**Provided records**
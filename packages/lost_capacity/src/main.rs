use axum::extract::{Query, State};
use axum::http::StatusCode;
use axum::response::{IntoResponse, Response};
use axum::routing::{get, post};
use axum::serve;
use axum::{Json, Router};
use lost_capacity::analysis::compute_lost_capacity;
use lost_capacity::batch::lease::InMemoryLeaseStore;
use lost_capacity::batch::runner::recompute_all;
use lost_capacity::common::config::{EngineConfig, UserEngineConfig};
use lost_capacity::common::error::LostCapacityError;
use lost_capacity::common::network_data::SewerNetwork;
use serde_json::json;
use std::sync::Arc;
use tracing::{error, info};
use tracing_subscriber::EnvFilter;

#[derive(Clone)]
struct AppState {
    config: Arc<EngineConfig>,
    leases: Arc<InMemoryLeaseStore>,
    holder: Arc<String>,
}

fn error_response(status: StatusCode, message: String) -> Response {
    let json_response = json!({
        "status": "error",
        "message": message
    });

    (status, Json(json_response)).into_response()
}

async fn get_lost_capacity(
    State(state): State<AppState>,
    Query(query): Query<UserEngineConfig>,
    Json(network): Json<SewerNetwork>,
) -> Response {
    let config = match state.config.as_ref().clone().with_overrides(query) {
        Ok(config) => config,
        Err(err) => {
            return error_response(
                StatusCode::UNPROCESSABLE_ENTITY,
                err.to_string(),
            );
        }
    };

    let outcome = tokio::task::spawn_blocking(move || {
        compute_lost_capacity(&network, &config)
    })
    .await;

    match outcome {
        Ok(Ok(results)) => (StatusCode::OK, Json(results)).into_response(),
        Ok(Err(err)) => {
            error_response(StatusCode::UNPROCESSABLE_ENTITY, err.to_string())
        }
        Err(err) => {
            error!("Lost capacity computation panicked: {}", err);
            error_response(StatusCode::INTERNAL_SERVER_ERROR, err.to_string())
        }
    }
}

async fn get_recompute_all(
    State(state): State<AppState>,
    Json(networks): Json<Vec<SewerNetwork>>,
) -> Response {
    let config = Arc::clone(&state.config);
    let leases = Arc::clone(&state.leases);
    let holder = Arc::clone(&state.holder);

    let outcome = tokio::task::spawn_blocking(move || {
        recompute_all(&networks, &config, leases.as_ref(), &holder)
    })
    .await;

    match outcome {
        Ok(Ok(report)) => (StatusCode::OK, Json(report)).into_response(),
        Ok(Err(err @ LostCapacityError::LeaseHeld { .. })) => {
            error_response(StatusCode::CONFLICT, err.to_string())
        }
        Ok(Err(err)) => {
            error_response(StatusCode::INTERNAL_SERVER_ERROR, err.to_string())
        }
        Err(err) => {
            error!("Batch run panicked: {}", err);
            error_response(StatusCode::INTERNAL_SERVER_ERROR, err.to_string())
        }
    }
}

async fn health_check() -> impl IntoResponse {
    let msg = "Lost capacity service is running";

    let json_response = json!({
        "status": "success",
        "message": msg
    });

    Json(json_response)
}

#[tokio::main]
async fn main() {
    tracing_subscriber::fmt()
        .with_env_filter(
            EnvFilter::try_from_default_env()
                .unwrap_or_else(|_| EnvFilter::new("info")),
        )
        .init();

    let config = EngineConfig::from_env().expect("Invalid configuration!");
    let bind_addr = config.bind_addr.clone();

    let state = AppState {
        config: Arc::new(config),
        leases: Arc::new(InMemoryLeaseStore::new()),
        holder: Arc::new(format!("lost-capacity-{}", std::process::id())),
    };

    let router = Router::new()
        .route("/healthcheck", get(health_check))
        .route("/lost_capacity", post(get_lost_capacity))
        .route("/recompute_all", post(get_recompute_all))
        .with_state(state);
    let listener = tokio::net::TcpListener::bind(&bind_addr)
        .await
        .unwrap_or_else(|_| panic!("Error binding to {}!", bind_addr));

    info!("Serving lost capacity API on {}", bind_addr);
    serve(listener, router).await.expect("Error serving API!");
}
//! Once water levels are known for every node in the graph, they are
//! converted into records which can be handed over for storage and display.

use crate::common::network_data::{Measurement, Pipe};
use crate::flooding::cross_section::{flooded_fraction, lost_volume};
use crate::flooding::water_level::WaterLevels;
use crate::loading::petgraph::ElevationGraph;
use crate::loading::structs::NodeKey;
use petgraph::visit::EdgeRef;
use rustc_hash::FxHashMap;
use serde::Serialize;

/// Result for a single (possibly virtual) measurement. Values which could
/// not be computed because the measurement can't be reached from the sink
/// are left empty.
#[derive(Debug, Clone, PartialEq, Serialize)]
pub struct MeasurementResult {
    pub pipe: String,
    pub distance: f64,
    pub bob: f64,
    pub obb: f64,
    pub x: f64,
    pub y: f64,
    pub is_virtual: bool,
    pub water_level: Option<f64>,
    pub flooded_depth: Option<f64>,
    pub flooded_pct: Option<f64>,
}

#[derive(Debug, Clone, PartialEq, Serialize)]
pub struct ManholeResult {
    pub code: String,
    pub bob: f64,
    pub water_level: Option<f64>,
    pub flooded_depth: Option<f64>,
}

/// Bands used to colour pipes on the map, based on the share of their
/// volume which is lost
#[derive(Debug, Clone, Copy, PartialEq, Eq, Serialize)]
#[serde(rename_all = "snake_case")]
pub enum CapacityClass {
    VeryLow,
    Low,
    Medium,
    High,
    VeryHigh,
}

impl CapacityClass {
    pub fn from_fraction(fraction: f64) -> CapacityClass {
        match fraction {
            f if f < 0.2 => CapacityClass::VeryLow,
            f if f < 0.4 => CapacityClass::Low,
            f if f < 0.6 => CapacityClass::Medium,
            f if f < 0.8 => CapacityClass::High,
            _ => CapacityClass::VeryHigh,
        }
    }
}

#[derive(Debug, Clone, PartialEq, Serialize)]
pub struct PipeResult {
    pub code: String,
    pub length: f64,
    /// Volume of the pipe when empty, in cubic metres
    pub volume: f64,
    /// Volume taken up by standing water, in cubic metres
    pub lost_volume: Option<f64>,
    pub lost_fraction: Option<f64>,
    pub capacity_class: Option<CapacityClass>,
}

/// All results for a single network
#[derive(Debug, Clone, PartialEq, Serialize)]
pub struct NetworkResults {
    pub name: String,
    pub sink: String,
    pub measurements: Vec<MeasurementResult>,
    pub manholes: Vec<ManholeResult>,
    pub pipes: Vec<PipeResult>,
}

/// Running totals for a single pipe
#[derive(Default)]
struct PipeTotals {
    length: f64,
    lost: f64,
    complete: bool,
}

fn get_measurement_results(
    elevation: &ElevationGraph,
    levels: &WaterLevels,
    pipes: &FxHashMap<String, Pipe>,
    measurements: &FxHashMap<String, Vec<Measurement>>,
) -> Vec<MeasurementResult> {
    let mut codes: Vec<&String> = measurements.keys().collect();
    codes.sort();

    let mut results = Vec::<MeasurementResult>::new();
    for code in codes {
        let cross_section = match pipes.get(code) {
            Some(pipe) => &pipe.cross_section,
            None => continue,
        };
        for (inx, meas) in measurements[code].iter().enumerate() {
            let water_level = elevation
                .index
                .get(&NodeKey::Measurement(code.clone(), inx))
                .and_then(|node| levels.get(*node));
            let flooded_depth = water_level.map(|level| level - meas.bob);
            let flooded_pct = flooded_depth
                .map(|depth| flooded_fraction(depth, cross_section));

            results.push(MeasurementResult {
                pipe: code.clone(),
                distance: meas.distance,
                bob: meas.bob,
                obb: meas.obb,
                x: meas.x,
                y: meas.y,
                is_virtual: meas.is_virtual,
                water_level,
                flooded_depth,
                flooded_pct,
            });
        }
    }

    results
}

fn get_manhole_results(
    elevation: &ElevationGraph,
    levels: &WaterLevels,
) -> Vec<ManholeResult> {
    let mut results: Vec<ManholeResult> = elevation
        .index
        .iter()
        .filter_map(|(key, node)| match key {
            NodeKey::Manhole(code) => Some(ManholeResult {
                code: code.clone(),
                bob: elevation.graph[*node].elevation,
                water_level: levels.get(*node),
                flooded_depth: levels.depth(&elevation.graph, *node),
            }),
            _ => None,
        })
        .collect();

    results.sort_by(|a, b| a.code.cmp(&b.code));
    results
}

/// Add up the lost volume along every edge of each pipe. If any point on a
/// pipe has no water level, the lost volume for the whole pipe is unknown.
fn get_pipe_results(
    elevation: &ElevationGraph,
    levels: &WaterLevels,
    pipes: &FxHashMap<String, Pipe>,
) -> Vec<PipeResult> {
    let graph = &elevation.graph;
    let mut totals = FxHashMap::<&str, PipeTotals>::default();

    for eref in graph.edge_references() {
        let code = match &eref.weight().pipe {
            Some(code) => code.as_str(),
            None => continue,
        };
        let pipe = match pipes.get(code) {
            Some(pipe) => pipe,
            None => continue,
        };

        let total = totals.entry(code).or_insert(PipeTotals {
            complete: true,
            ..Default::default()
        });
        total.length += eref.weight().length;

        match (
            levels.depth(graph, eref.source()),
            levels.depth(graph, eref.target()),
        ) {
            (Some(depth_from), Some(depth_to)) => {
                total.lost += lost_volume(
                    depth_from,
                    depth_to,
                    eref.weight().length,
                    &pipe.cross_section,
                );
            }
            _ => total.complete = false,
        }
    }

    let mut results: Vec<PipeResult> = totals
        .into_iter()
        .filter_map(|(code, total)| {
            let volume = pipes.get(code)?.cross_section.area() * total.length;
            let lost = if total.complete { Some(total.lost) } else { None };
            let fraction = lost.map(|lost| match volume > 0.0 {
                true => (lost / volume).min(1.0),
                false => 0.0,
            });

            Some(PipeResult {
                code: code.to_string(),
                length: total.length,
                volume,
                lost_volume: lost,
                lost_fraction: fraction,
                capacity_class: fraction.map(CapacityClass::from_fraction),
            })
        })
        .collect();

    results.sort_by(|a, b| a.code.cmp(&b.code));
    results
}

/// Convert the computed water levels into result records. measurements
/// must be the same (resolved) measurements the graph was built from.
pub fn extract_results(
    name: &str,
    elevation: &ElevationGraph,
    levels: &WaterLevels,
    pipes: &FxHashMap<String, Pipe>,
    measurements: &FxHashMap<String, Vec<Measurement>>,
) -> NetworkResults {
    let sink = match &elevation.graph[elevation.sink].key {
        NodeKey::Manhole(code) => code.clone(),
        other => format!("{:?}", other),
    };

    NetworkResults {
        name: name.to_string(),
        sink,
        measurements: get_measurement_results(
            elevation,
            levels,
            pipes,
            measurements,
        ),
        manholes: get_manhole_results(elevation, levels),
        pipes: get_pipe_results(elevation, levels, pipes),
    }
}
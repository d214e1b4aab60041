//! Determine the level of standing water at every point of a sewer network.
//!
//! Starting from the sink, water is poured into the network. Everything
//! lower than the current water level is submerged. Where the bottom of the
//! pipe rises to at least the water level, we walk further up for as long as
//! the pipe keeps climbing; those points stay dry. As soon as the pipe starts
//! going down again we have found a peak, and the area beyond it fills up to
//! the level of that peak. Peaks are processed from the lowest upwards.

use crate::loading::structs::{NetworkGraph, NodeData};
use petgraph::graph::NodeIndex;
use rustc_hash::FxHashSet;
use std::cmp::{Ordering, Reverse};
use std::collections::BinaryHeap;
use tracing::debug;

/// Water level for every node in a graph. Nodes which couldn't be reached
/// from the sink have no level, this is not the same as not being flooded.
#[derive(Debug, Clone, PartialEq)]
pub struct WaterLevels {
    levels: Vec<Option<f64>>,
}

impl WaterLevels {
    pub fn get(&self, inx: NodeIndex) -> Option<f64> {
        self.levels.get(inx.index()).copied().flatten()
    }

    /// Depth of standing water above the bottom of the pipe at a node
    pub fn depth(&self, graph: &NetworkGraph, inx: NodeIndex) -> Option<f64> {
        self.get(inx).map(|level| level - graph[inx].elevation)
    }

    /// Number of nodes for which a level was determined
    pub fn computed_count(&self) -> usize {
        self.levels.iter().filter(|level| level.is_some()).count()
    }
}

/// A region which water spills into once it flows over a peak. Ordered by
/// level, ties are settled by node index to keep runs reproducible.
#[derive(Debug, Clone, Copy)]
struct Spill {
    level: f64,
    node: NodeIndex,
}

impl Ord for Spill {
    fn cmp(&self, other: &Self) -> Ordering {
        self.level
            .total_cmp(&other.level)
            .then_with(|| self.node.cmp(&other.node))
    }
}

impl PartialOrd for Spill {
    fn partial_cmp(&self, other: &Self) -> Option<Ordering> {
        Some(self.cmp(other))
    }
}

impl PartialEq for Spill {
    fn eq(&self, other: &Self) -> bool {
        self.cmp(other) == Ordering::Equal
    }
}

impl Eq for Spill {}

/// Neighbours of a node, in order of their keys
fn sorted_neighbours(graph: &NetworkGraph, inx: NodeIndex) -> Vec<NodeIndex> {
    let mut neighbours: Vec<NodeIndex> = graph.neighbors(inx).collect();
    neighbours.sort_by(|a, b| graph[*a].key.cmp(&graph[*b].key));
    neighbours.dedup();
    neighbours
}

/// Depth-first search from start, which only continues along an edge while
/// condition(parent, child) holds. Nodes in visited are skipped entirely.
/// The start node is tested against itself.
///
/// Returns the nodes which satisfied the condition, and the (parent, child)
/// edges along which it didn't. An edge is only returned if its child wasn't
/// reached along some other route.
fn explore(
    graph: &NetworkGraph,
    start: NodeIndex,
    visited: &FxHashSet<NodeIndex>,
    condition: impl Fn(&NodeData, &NodeData) -> bool,
) -> (Vec<NodeIndex>, Vec<(NodeIndex, NodeIndex)>) {
    let mut reached = FxHashSet::<NodeIndex>::default();
    let mut satisfied = Vec::<NodeIndex>::new();
    let mut border = Vec::<(NodeIndex, NodeIndex)>::new();
    let mut stack = Vec::<NodeIndex>::new();

    let mut check = |parent: NodeIndex,
                     child: NodeIndex,
                     reached: &mut FxHashSet<NodeIndex>,
                     stack: &mut Vec<NodeIndex>| {
        if visited.contains(&child) || reached.contains(&child) {
            return;
        }
        if condition(&graph[parent], &graph[child]) {
            reached.insert(child);
            satisfied.push(child);
            stack.push(child);
        } else {
            border.push((parent, child));
        }
    };

    check(start, start, &mut reached, &mut stack);

    while let Some(parent) = stack.pop() {
        for child in sorted_neighbours(graph, parent) {
            check(parent, child, &mut reached, &mut stack);
        }
    }

    border.retain(|(_, child)| !reached.contains(child));

    (satisfied, border)
}

/// Mutable state shared by the submerge and ascend phases
struct FloodState<'a> {
    graph: &'a NetworkGraph,
    visited: FxHashSet<NodeIndex>,
    levels: Vec<Option<f64>>,
    queue: BinaryHeap<Reverse<Spill>>,
}

impl<'a> FloodState<'a> {
    fn new(graph: &'a NetworkGraph) -> FloodState<'a> {
        FloodState {
            graph,
            visited: FxHashSet::default(),
            levels: vec![None; graph.node_count()],
            queue: BinaryHeap::new(),
        }
    }

    fn set_level(&mut self, inx: NodeIndex, level: f64) {
        self.levels[inx.index()] = Some(level);
    }

    /// Pour water in at the spill point. Every node lower than the spill
    /// level which can be reached from it ends up under water. Where the
    /// network rises to meet the water level we've hit the shore, and the
    /// search continues uphill from there.
    fn submerge(&mut self, spill: Spill) {
        let (under_water, shores) =
            explore(self.graph, spill.node, &self.visited, |_, child| {
                child.elevation < spill.level
            });

        for inx in under_water {
            self.visited.insert(inx);
            self.set_level(inx, spill.level);
        }

        for (_, shore) in shores {
            self.ascend(shore);
        }
    }

    /// Walk uphill from the shore, these nodes are all above water. Once the
    /// network starts going down again, the water which spills over the peak
    /// fills up whatever lies beyond it to the level of the peak.
    fn ascend(&mut self, shore: NodeIndex) {
        let (going_up, peaks) =
            explore(self.graph, shore, &self.visited, |parent, child| {
                child.elevation >= parent.elevation
            });

        for inx in going_up {
            self.visited.insert(inx);
            self.set_level(inx, self.graph[inx].elevation);
        }

        for (peak_from, peak_to) in peaks {
            let peak_level = self.graph[peak_from].elevation;
            self.set_level(peak_from, peak_level);
            self.queue.push(Reverse(Spill {
                level: peak_level,
                node: peak_to,
            }));
        }
    }
}

/// Flood the network from the sink, and return the water level at every node.
/// The graph itself is not modified, so repeated calls give identical
/// results.
pub fn compute_water_levels(
    graph: &NetworkGraph,
    sink: NodeIndex,
) -> WaterLevels {
    let mut state = FloodState::new(graph);

    state.queue.push(Reverse(Spill {
        level: graph[sink].elevation,
        node: sink,
    }));

    while let Some(Reverse(spill)) = state.queue.pop() {
        state.submerge(spill);
    }

    let levels = WaterLevels {
        levels: state.levels,
    };

    debug!(
        "Water level determined for {} of {} nodes",
        levels.computed_count(),
        graph.node_count()
    );

    levels
}
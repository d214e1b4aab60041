//! Ties together every stage of the lost capacity computation for a single
//! network: measurements are resolved and corrected, the elevation graph is
//! built, water levels are determined and finally converted into results.

use crate::common::config::EngineConfig;
use crate::common::error::{LostCapacityError, Result};
use crate::common::network_data::{Measurement, SewerNetwork};
use crate::flooding::results::{NetworkResults, extract_results};
use crate::flooding::water_level::compute_water_levels;
use crate::loading::petgraph::build_graph;
use crate::loading::resolve::resolve_measurements;
use crate::loading::sawtooth::correct_sawtooth;
use crate::loading::virtual_measurements::virtual_measurements;
use rustc_hash::FxHashMap;
use std::time::Instant;
use tracing::{debug, info};

/// Generate the measurements which will be placed in the elevation graph.
/// Surveyed pipes get their raw measurements resolved (and corrected for
/// drift where the survey method calls for it), every other pipe gets
/// evenly spaced virtual measurements.
pub fn prepare_measurements(
    network: &SewerNetwork,
    config: &EngineConfig,
) -> Result<FxHashMap<String, Vec<Measurement>>> {
    let mut surveyed: Vec<&String> = network.measurements.keys().collect();
    surveyed.sort();
    for code in surveyed {
        if !network.pipes.contains_key(code) {
            return Err(LostCapacityError::UnknownPipe { pipe: code.clone() });
        }
    }

    let mut codes: Vec<&String> = network.pipes.keys().collect();
    codes.sort();

    let mut prepared = FxHashMap::<String, Vec<Measurement>>::default();
    let mut n_corrected: usize = 0;

    for code in codes {
        let pipe = &network.pipes[code];
        let (start, end) = pipe.endpoints(&network.manholes)?;

        let raw = network
            .measurements
            .get(code)
            .filter(|raw| !raw.is_empty());

        let measurements = match raw {
            Some(raw) => {
                let mut resolved =
                    resolve_measurements(pipe, start, end, raw)?;
                if raw[0].reading.accumulates_drift() {
                    let length = pipe.length(&network.manholes)?;
                    if correct_sawtooth(
                        pipe.bob1,
                        pipe.bob2,
                        length,
                        &mut resolved,
                        config.min_sawtooth_measurements,
                    ) {
                        n_corrected += 1;
                    }
                }
                resolved
            }
            None => {
                virtual_measurements(pipe, start, end, config.virtual_step)?
            }
        };

        prepared.insert(code.clone(), measurements);
    }

    debug!(
        "Prepared measurements for {} pipes, {} sawtooth corrected",
        prepared.len(),
        n_corrected
    );

    Ok(prepared)
}

/// Compute the lost capacity for every pipe, manhole and measurement in a
/// single network. Any error means no results at all are produced for it.
pub fn compute_lost_capacity(
    network: &SewerNetwork,
    config: &EngineConfig,
) -> Result<NetworkResults> {
    let now = Instant::now();

    let measurements = prepare_measurements(network, config)?;

    let elevation =
        build_graph(&network.manholes, &network.pipes, &measurements)?;

    let levels = compute_water_levels(&elevation.graph, elevation.sink);

    let results = extract_results(
        &network.name,
        &elevation,
        &levels,
        &network.pipes,
        &measurements,
    );

    info!(
        "Computed lost capacity for {} ({} pipes) in {:.2?}",
        network.name,
        results.pipes.len(),
        now.elapsed()
    );

    Ok(results)
}

#[cfg(test)]
mod tests {

    use super::*;
    use crate::common::network_data::{
        CrossSection, Manhole, Pipe, RawMeasurement, Reading, ReferenceEnd,
    };
    use crate::flooding::results::{MeasurementResult, PipeResult};
    use approx::assert_abs_diff_eq;

    fn get_test_manhole(code: &str, x: f64, is_sink: bool) -> Manhole {
        Manhole {
            code: code.to_string(),
            x,
            y: 0.0,
            is_sink,
            ground_level: None,
        }
    }

    fn get_test_pipe(
        code: &str,
        m1: &str,
        m2: &str,
        bob1: f64,
        bob2: f64,
    ) -> Pipe {
        Pipe {
            code: code.to_string(),
            manhole1: m1.to_string(),
            manhole2: m2.to_string(),
            bob1,
            bob2,
            cross_section: CrossSection::Rectangular {
                height: 1.0,
                width: 1.0,
            },
        }
    }

    fn get_test_readings(readings: &[(f64, Reading)]) -> Vec<RawMeasurement> {
        readings
            .iter()
            .map(|(distance, reading)| RawMeasurement {
                distance: *distance,
                reading: *reading,
                reference: ReferenceEnd::Start,
            })
            .collect()
    }

    /// A single flat pipe from M1 (the sink) to M2, 10m long
    fn get_test_network(readings: &[(f64, Reading)]) -> SewerNetwork {
        let mut manholes = FxHashMap::default();
        manholes.insert("M1".to_string(), get_test_manhole("M1", 0.0, true));
        manholes.insert("M2".to_string(), get_test_manhole("M2", 10.0, false));

        let mut pipes = FxHashMap::default();
        pipes.insert(
            "P1".to_string(),
            get_test_pipe("P1", "M1", "M2", 1.0, 1.0),
        );

        let mut measurements = FxHashMap::default();
        if !readings.is_empty() {
            measurements.insert("P1".to_string(), get_test_readings(readings));
        }

        SewerNetwork {
            name: "test".to_string(),
            manholes,
            pipes,
            measurements,
        }
    }

    #[test]
    fn test_no_sink() {
        let mut network = get_test_network(&[]);
        for manhole in network.manholes.values_mut() {
            manhole.is_sink = false;
        }

        let result = compute_lost_capacity(&network, &EngineConfig::default());

        assert_eq!(result.err(), Some(LostCapacityError::NoSink));
    }

    #[test]
    fn test_unknown_pipe() {
        let mut network = get_test_network(&[]);
        network.measurements.insert(
            "P9".to_string(),
            get_test_readings(&[(1.0, Reading::AbsoluteOffset(0.0))]),
        );

        let result = compute_lost_capacity(&network, &EngineConfig::default());

        assert_eq!(
            result.err(),
            Some(LostCapacityError::UnknownPipe {
                pipe: "P9".to_string()
            })
        );
    }

    #[test]
    fn test_inconsistent_measurements() {
        let network = get_test_network(&[
            (2.0, Reading::AbsoluteOffset(0.0)),
            (4.0, Reading::SlopePercent(1.0)),
        ]);

        let result = compute_lost_capacity(&network, &EngineConfig::default());

        assert_eq!(
            result.err(),
            Some(LostCapacityError::InconsistentMeasurements {
                pipe: "P1".to_string()
            })
        );
    }

    /// Pipes which weren't surveyed are dry if they slope evenly
    #[test]
    fn test_virtual_measurements() {
        let network = get_test_network(&[]);

        let result =
            compute_lost_capacity(&network, &EngineConfig::default()).unwrap();

        // 0.0 to 9.9 in steps of 0.3, plus the end point
        assert_eq!(result.measurements.len(), 35);
        assert!(result.measurements.iter().all(|meas| meas.is_virtual));
        assert!(
            result
                .measurements
                .iter()
                .all(|meas| meas.flooded_depth == Some(0.0))
        );
        assert_eq!(result.pipes[0].lost_volume, Some(0.0));
    }

    /// A dip in the middle of a surveyed pipe holds water up to the level of
    /// the pipe ends
    #[test]
    fn test_surveyed_dip() {
        let network = get_test_network(&[
            (2.0, Reading::AbsoluteOffset(0.0)),
            (5.0, Reading::AbsoluteOffset(-0.5)),
            (8.0, Reading::AbsoluteOffset(0.0)),
        ]);

        let result =
            compute_lost_capacity(&network, &EngineConfig::default()).unwrap();

        assert_eq!(result.sink, "M1");
        let depths: Vec<f64> = result
            .measurements
            .iter()
            .map(|meas| meas.flooded_depth.unwrap())
            .collect();
        assert_eq!(depths.len(), 3);
        assert_abs_diff_eq!(depths[0], 0.0);
        assert_abs_diff_eq!(depths[1], 0.5);
        assert_abs_diff_eq!(depths[2], 0.0);

        // 3m either side of the dip, averaging a quarter full
        let pipe = &result.pipes[0];
        assert_abs_diff_eq!(pipe.lost_volume.unwrap(), 1.5, epsilon = 1e-12);
        assert_abs_diff_eq!(
            pipe.lost_fraction.unwrap(),
            0.15,
            epsilon = 1e-12
        );
    }

    /// Slope readings which drift away from the known pipe ends get pulled
    /// back onto them
    #[test]
    fn test_slope_readings_corrected() {
        let network = get_test_network(&[
            (2.0, Reading::SlopePercent(1.0)),
            (5.0, Reading::SlopePercent(1.0)),
            (8.0, Reading::SlopePercent(1.0)),
        ]);

        let result =
            compute_lost_capacity(&network, &EngineConfig::default()).unwrap();

        for meas in result.measurements.iter() {
            assert!(!meas.is_virtual);
            assert_abs_diff_eq!(meas.bob, 1.0, epsilon = 1e-9);
        }
    }

    #[test]
    fn test_slope_readings_too_few_to_correct() {
        let network = get_test_network(&[
            (2.0, Reading::SlopePercent(1.0)),
            (5.0, Reading::SlopePercent(1.0)),
            (8.0, Reading::SlopePercent(1.0)),
        ]);
        let config = EngineConfig {
            min_sawtooth_measurements: 4,
            ..Default::default()
        };

        let result = compute_lost_capacity(&network, &config).unwrap();

        assert_abs_diff_eq!(result.measurements[2].bob, 1.08, epsilon = 1e-9);
    }

    /// M1 (sink) --P1-- M2        M3 (sink) --P2-- M4
    ///
    /// P1 climbs away from M1, P2 drops away from M3
    fn get_two_sink_network() -> SewerNetwork {
        let mut manholes = FxHashMap::default();
        for (code, x, is_sink) in [
            ("M1", 0.0, true),
            ("M2", 10.0, false),
            ("M3", 20.0, true),
            ("M4", 30.0, false),
        ] {
            manholes
                .insert(code.to_string(), get_test_manhole(code, x, is_sink));
        }

        let mut pipes = FxHashMap::default();
        pipes.insert(
            "P1".to_string(),
            get_test_pipe("P1", "M1", "M2", 1.0, 2.0),
        );
        pipes.insert(
            "P2".to_string(),
            get_test_pipe("P2", "M3", "M4", 1.5, 1.2),
        );

        SewerNetwork {
            name: "two sinks".to_string(),
            manholes,
            pipes,
            measurements: FxHashMap::default(),
        }
    }

    /// Flagging a second sink should behave exactly as if the higher sink's
    /// branch drained into the lowest one through a pipe of its own
    #[test]
    fn test_bridged_sinks() {
        let network = get_two_sink_network();
        let config = EngineConfig::default();

        let result = compute_lost_capacity(&network, &config).unwrap();

        let mut single = network.clone();
        if let Some(manhole) = single.manholes.get_mut("M3") {
            manhole.is_sink = false;
        }
        single.pipes.insert(
            "P0".to_string(),
            get_test_pipe("P0", "M3", "M1", 1.5, 1.0),
        );
        let target = compute_lost_capacity(&single, &config).unwrap();

        assert_eq!(result.sink, target.sink);
        assert_eq!(result.manholes, target.manholes);

        let shared: Vec<&MeasurementResult> = target
            .measurements
            .iter()
            .filter(|meas| meas.pipe != "P0")
            .collect();
        assert_eq!(result.measurements.iter().collect::<Vec<_>>(), shared);

        let shared: Vec<&PipeResult> =
            target.pipes.iter().filter(|pipe| pipe.code != "P0").collect();
        assert_eq!(result.pipes.iter().collect::<Vec<_>>(), shared);

        // Water stands behind M3 at its own level, not at that of M1
        let m4 = &result.manholes[3];
        assert_eq!(m4.code, "M4");
        assert_eq!(m4.water_level, Some(1.5));
        assert_abs_diff_eq!(m4.flooded_depth.unwrap(), 0.3, epsilon = 1e-12);
    }

    /// The step can be set directly in code, so the pipeline has to refuse
    /// to generate an unbounded number of points as well
    #[test]
    fn test_virtual_step_too_small() {
        let network = get_test_network(&[]);
        let config = EngineConfig {
            virtual_step: 1e-7,
            ..Default::default()
        };

        let result = compute_lost_capacity(&network, &config);

        assert!(matches!(
            result,
            Err(LostCapacityError::TooManyVirtualMeasurements { .. })
        ));
    }

    /// Surveyed distances beyond the end of the pipe must not add to its
    /// length or volume
    #[test]
    fn test_measurement_beyond_pipe() {
        let network = get_test_network(&[
            (4.0, Reading::AbsoluteOffset(0.0)),
            (15.0, Reading::AbsoluteOffset(0.0)),
        ]);

        let result =
            compute_lost_capacity(&network, &EngineConfig::default()).unwrap();

        let pipe = &result.pipes[0];
        assert_abs_diff_eq!(pipe.length, 10.0, epsilon = 1e-9);
        assert_abs_diff_eq!(pipe.volume, 10.0, epsilon = 1e-9);
    }
}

**Task objective**
Pick out every line of the listing containing the word "other", and show those lines.

**Answer for the task**
        other => format!("{:?}", other),
    fn cmp(&self, other: &Self) -> Ordering {
            .total_cmp(&other.level)
            .then_with(|| self.node.cmp(&other.node))
    fn partial_cmp(&self, other: &Self) -> Option<Ordering> {
        Some(self.cmp(other))
    fn eq(&self, other: &Self) -> bool {
        self.cmp(other) == Ordering::Equal
/// reached along some other route.
/// drift where the survey method calls for it), every other pipe gets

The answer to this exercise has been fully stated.